In this study, Potash and his team looked at 638 men and women diagnosed with early-onset major depression and 2,176 of their first-degree family members. The subjects were drawn from the Genetics of Recurrent Early-onset Depression (GenRED) project, a multicenter study of patients enrolled between 1999 and 2003 by Hopkins and other researchers.

Analysis showed that the 226 people interviewed in GenRED who were diagnosed before the age of 31 with chronic major depression had 352 family members who also suffered from this form of disease (37.8%), whereas the remaining 412 had a total of 148 relatives with chronic depression (20.2%). A breakdown of these results showed that 58 people diagnosed before the age of 13 with chronic major depression had 44 family members who also had the disease (48.9%).
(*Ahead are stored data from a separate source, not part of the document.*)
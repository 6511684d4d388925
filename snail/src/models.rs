use std::{
    convert::TryFrom,
    fs::File,
    io::{BufReader, BufWriter, Read, Write},
    path::Path,
};

use log::{debug, trace};

use crate::{
    config::NetworkConfig,
    data_array::{DataArray, Size},
    errors::{LayerError, LayerResult},
    layers::{Layer, NetworkLayer},
    serialization::{read_int, write_int},
    WeightPrecision,
};

/// Chain of layers trained with plain gradient descent on a squared error loss.
///
/// The network owns every tensor passed between its layers, so a training step
/// allocates nothing once the network is built.
#[derive(Debug, Clone)]
pub struct Network {
    layers: Vec<Layer>,
    /// Output of every layer from the latest forward pass
    outputs: Vec<DataArray>,
    /// Error with respect to every layer's input from the latest training step
    input_errors: Vec<DataArray>,
    /// Error with respect to the network output
    output_error: DataArray,
}

impl Network {
    /// Every layer's output size has to match the next layer's input size.
    pub fn new(layers: Vec<Layer>) -> LayerResult<Network> {
        if layers.is_empty() {
            return Err(LayerError::ConfigurationError(
                "a network needs at least one layer".to_string(),
            ));
        }
        for (i, pair) in layers.windows(2).enumerate() {
            if pair[0].output_size() != pair[1].input_size() {
                return Err(LayerError::ConfigurationError(format!(
                    "layer {} produces {} but layer {} expects {}",
                    i,
                    pair[0].output_size(),
                    i + 1,
                    pair[1].input_size()
                )));
            }
        }

        let outputs = layers.iter().map(|l| DataArray::new(l.output_size())).collect();
        let input_errors = layers.iter().map(|l| DataArray::new(l.input_size())).collect();
        let output_error = DataArray::new(layers[layers.len() - 1].output_size());
        Ok(Network {
            layers,
            outputs,
            input_errors,
            output_error,
        })
    }

    pub fn from_config(config: &NetworkConfig) -> LayerResult<Network> {
        Self::new(config.build_layers()?)
    }

    pub fn input_size(&self) -> Size {
        self.layers[0].input_size()
    }

    pub fn output_size(&self) -> Size {
        self.layers[self.layers.len() - 1].output_size()
    }

    pub fn layers(&self) -> &[Layer] {
        &self.layers
    }

    /// Runs the input through all layers and returns the network output.
    pub fn forward(&mut self, input: &DataArray) -> LayerResult<&DataArray> {
        LayerError::check_size("network input", self.input_size(), input.size())?;

        for (i, layer) in self.layers.iter_mut().enumerate() {
            let (previous, current) = self.outputs.split_at_mut(i);
            let layer_input = if i == 0 { input } else { &previous[i - 1] };
            layer.propagate(layer_input, &mut current[0])?;
        }
        Ok(&self.outputs[self.outputs.len() - 1])
    }

    /// One gradient descent step on the loss `0.5 * sum((output - target)^2)`.
    /// Returns the loss of the forward pass, before the parameters were updated.
    pub fn train(
        &mut self,
        input: &DataArray,
        target: &DataArray,
        lambda: WeightPrecision,
    ) -> LayerResult<WeightPrecision> {
        LayerError::check_size("training target", self.output_size(), target.size())?;
        self.forward(input)?;

        let last = self.layers.len() - 1;
        self.output_error.copy_from(&self.outputs[last]);
        let mut loss = 0.;
        for (e, t) in self
            .output_error
            .as_slice_mut()
            .iter_mut()
            .zip(target.as_slice())
        {
            *e -= t;
            loss += 0.5 * *e * *e;
        }

        for i in (0..self.layers.len()).rev() {
            let (errors_up_to_layer, later_errors) = self.input_errors.split_at_mut(i + 1);
            let error = if i == last {
                &self.output_error
            } else {
                &later_errors[0]
            };
            let layer_input = if i == 0 { input } else { &self.outputs[i - 1] };
            self.layers[i].back_propagate(
                layer_input,
                &self.outputs[i],
                error,
                &mut errors_up_to_layer[i],
                lambda,
            )?;
        }
        trace!("Training step loss: {}", loss);
        Ok(loss)
    }

    /// Writes the layer count followed by every layer record.
    pub fn write<W: Write>(&self, stream: &mut W) -> LayerResult<()> {
        let count = i32::try_from(self.layers.len())
            .map_err(|_| LayerError::FormatError("too many layers".to_string()))?;
        write_int(stream, count)?;
        for layer in &self.layers {
            layer.write(stream)?;
        }
        Ok(())
    }

    pub fn read<R: Read>(stream: &mut R) -> LayerResult<Network> {
        let count = read_int(stream)?;
        if count <= 0 {
            return Err(LayerError::FormatError(format!(
                "network with {} layers",
                count
            )));
        }
        let layers = (0..count)
            .map(|_| Layer::read(stream))
            .collect::<LayerResult<Vec<_>>>()?;
        Self::new(layers)
    }

    pub fn save<P: AsRef<Path>>(&self, path: P) -> LayerResult<()> {
        let mut writer = BufWriter::new(File::create(path.as_ref())?);
        self.write(&mut writer)?;
        writer.flush()?;
        debug!(
            "Saved network with {} layers to {}",
            self.layers.len(),
            path.as_ref().display()
        );
        Ok(())
    }

    pub fn load<P: AsRef<Path>>(path: P) -> LayerResult<Network> {
        let mut reader = BufReader::new(File::open(path)?);
        Self::read(&mut reader)
    }
}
The remaining 69 people diagnosed with major depression before age 13 had 17 relatives (15.9%) with chronic illness.

“We have known for a long time that major depression runs in families, but we are still working on determining whether certain subtypes of the illness do so more strongly than others,” says Potash. Our large study allows us the numbers to examine these questions in subgroups.”

Potash credits lead author Francis Mondimore, M.D., of the Department of Psychiatry at Hopkins, with observing that many of the study participants reported having been depressed “as long as [they] can remember.” This led Mondimore to focus on chronic — or persistent — depression over time. An estimated 30 percent of those with major depressive disorder have symptoms most or all of the time, with only incomplete remissions, over many years, according to Potash.

Mondimore says a similar technique, examining a subtype of illness, was used to discover a familial relationship in breast cancer in women — a finding that paved the way to discovering a link between the BRCA1 gene and that disease.

Data for the GenRED project and for first-degree relatives was gathered using the Diagnostic Interview for Genetic Studies (DIGS), an method that documents the onset and duration of mood episodes and the presence or absence of such symptoms as loss of interest or ability to enjoy life, feeling guilty or down, fatigue, lack of concentration, loss of appetite or weight, and thoughts of death.

Study subjects were recruited to GenRED by the University of Iowa College of Medicine, Rush University Medical College, Columbia University Medical Center, University of Pittsburgh Medical Center, University of Pennsylvania School of Medicine and The Johns Hopkins University School of Medicine.

Major depression and chronicity were diagnosed using the Diagnostic and Statistical Manual of Mental Disorders IV (DSM-IV) — a standard guide for the classification of mental illness. DSM-IV criteria for major depression include the presence of five or more depressive symptoms that have lasted for two or more weeks and that significantly impair the person’s life. In the current study, subjects had to have been diagnosed with major depression before the age of 31, have at least one sibling with major depression who was diagnosed before the age of 41, and have no history of schizophrenia or bipolar (manic-depressive) illness.

GenRED II, a larger study now under way at Hopkins and five other sites, is recruiting 2,700 people to identify genes for major depression. Data also is being collected on other potential contributing factors, such as early childhood trauma. J. Raymond DePaulo Jr., M.D., director of the Department of Psychiatry, is the Hopkins principal investigator.

Funding for the study was provided by the National Institute of Mental Health. Other researchers from the Johns Hopkins University School of Medicine who contributed to this study are DePaulo, Dean F. MacKinnon, M.D., of the Department of Psychiatry; and Peter P. Zandi, Ph.D., M.P.H., M.H., of Hopkins’ Bloomberg School of Public Health.

Additional researchers include Raymond P. Crowe, M.D., of the University of Iowa College of Medicine; William A. Scheftner, M.D., of Rush University Medical College; and Myrna M. Weissman, Ph.D., of Columbia University Medical Center.